** Aim of the exercise **
For the word "through", state how many lines of the data include it. Respond with the number only.

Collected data
_ _ _ _

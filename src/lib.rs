//! Simple genetic algorithm on fixed-length binary chromosomes.
//!
//! Provides the classic Holland/Goldberg GA:
//!
//! - **Population Store**: a fixed-size `individuals × bits` binary matrix
//!   ([`Population`]), randomly initialized and replaced each generation.
//! - **Selection**: fitness-proportionate (roulette wheel) resampling with
//!   replacement ([`selection`]).
//! - **Crossover**: single-point tail exchange between consecutive pairs
//!   ([`operators`]).
//! - **Mutation**: per-locus replacement by a random bit ([`mutate`]).
//! - **Evolution Engine**: the generation step ([`regenerate`]) and the
//!   multi-generation driver ([`EvolutionRunner`]).
//!
//! Fitness evaluation and metric collection are pluggable through the
//! [`FitnessFunction`] and [`DataCollector`] traits; a handful of classic
//! example strategies live in [`fitness`].
//!
//! Every stochastic operation takes its random number generator explicitly,
//! so runs seeded through [`random::create_rng`] are reproducible.
//!
//! # Example
//!
//! ```
//! use u_bitga::{EvolutionRunner, EvolveConfig, HammingWeight, Population};
//! use u_bitga::random::create_rng;
//!
//! let mut rng = create_rng(42);
//! let pop = Population::random(40, 24, &mut rng).unwrap();
//! let config = EvolveConfig::default()
//!     .with_generations(50)
//!     .with_crossover_rate(0.7)
//!     .with_mutation_rate(0.01)
//!     .with_seed(42);
//!
//! let result = EvolutionRunner::run(pop, &HammingWeight, &config).unwrap();
//! assert_eq!(result.history.len(), 51);
//! ```
//!
//! # References
//!
//! - Holland (1975), *Adaptation in Natural and Artificial Systems*
//! - Goldberg (1989), *Genetic Algorithms in Search, Optimization, and Machine Learning*

mod config;
pub mod error;
pub mod fitness;
pub mod operators;
mod population;
pub mod random;
mod runner;
pub mod selection;

pub use config::EvolveConfig;
pub use error::{GaError, Result};
pub use fitness::{
    AsInteger, DataCollector, FitnessFunction, HammingDistance, HammingWeight, MeanFitness,
    MemorylessMutualPd, MemorylessPd, MutualHammingDistance, PayoffMatrix,
};
pub use population::{mutate, Population};
pub use runner::{evolve, regenerate, regenerate_traced, EvolutionResult, EvolutionRunner, GenerationTrace};

/// Creates a `pop_size × genome_size` population of uniformly random bits.
///
/// Equivalent to [`Population::random`].
pub fn create_population<R: rand::Rng>(
    pop_size: usize,
    genome_size: usize,
    rng: &mut R,
) -> Result<Population> {
    Population::random(pop_size, genome_size, rng)
}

_ _ _ _

** Solution **
2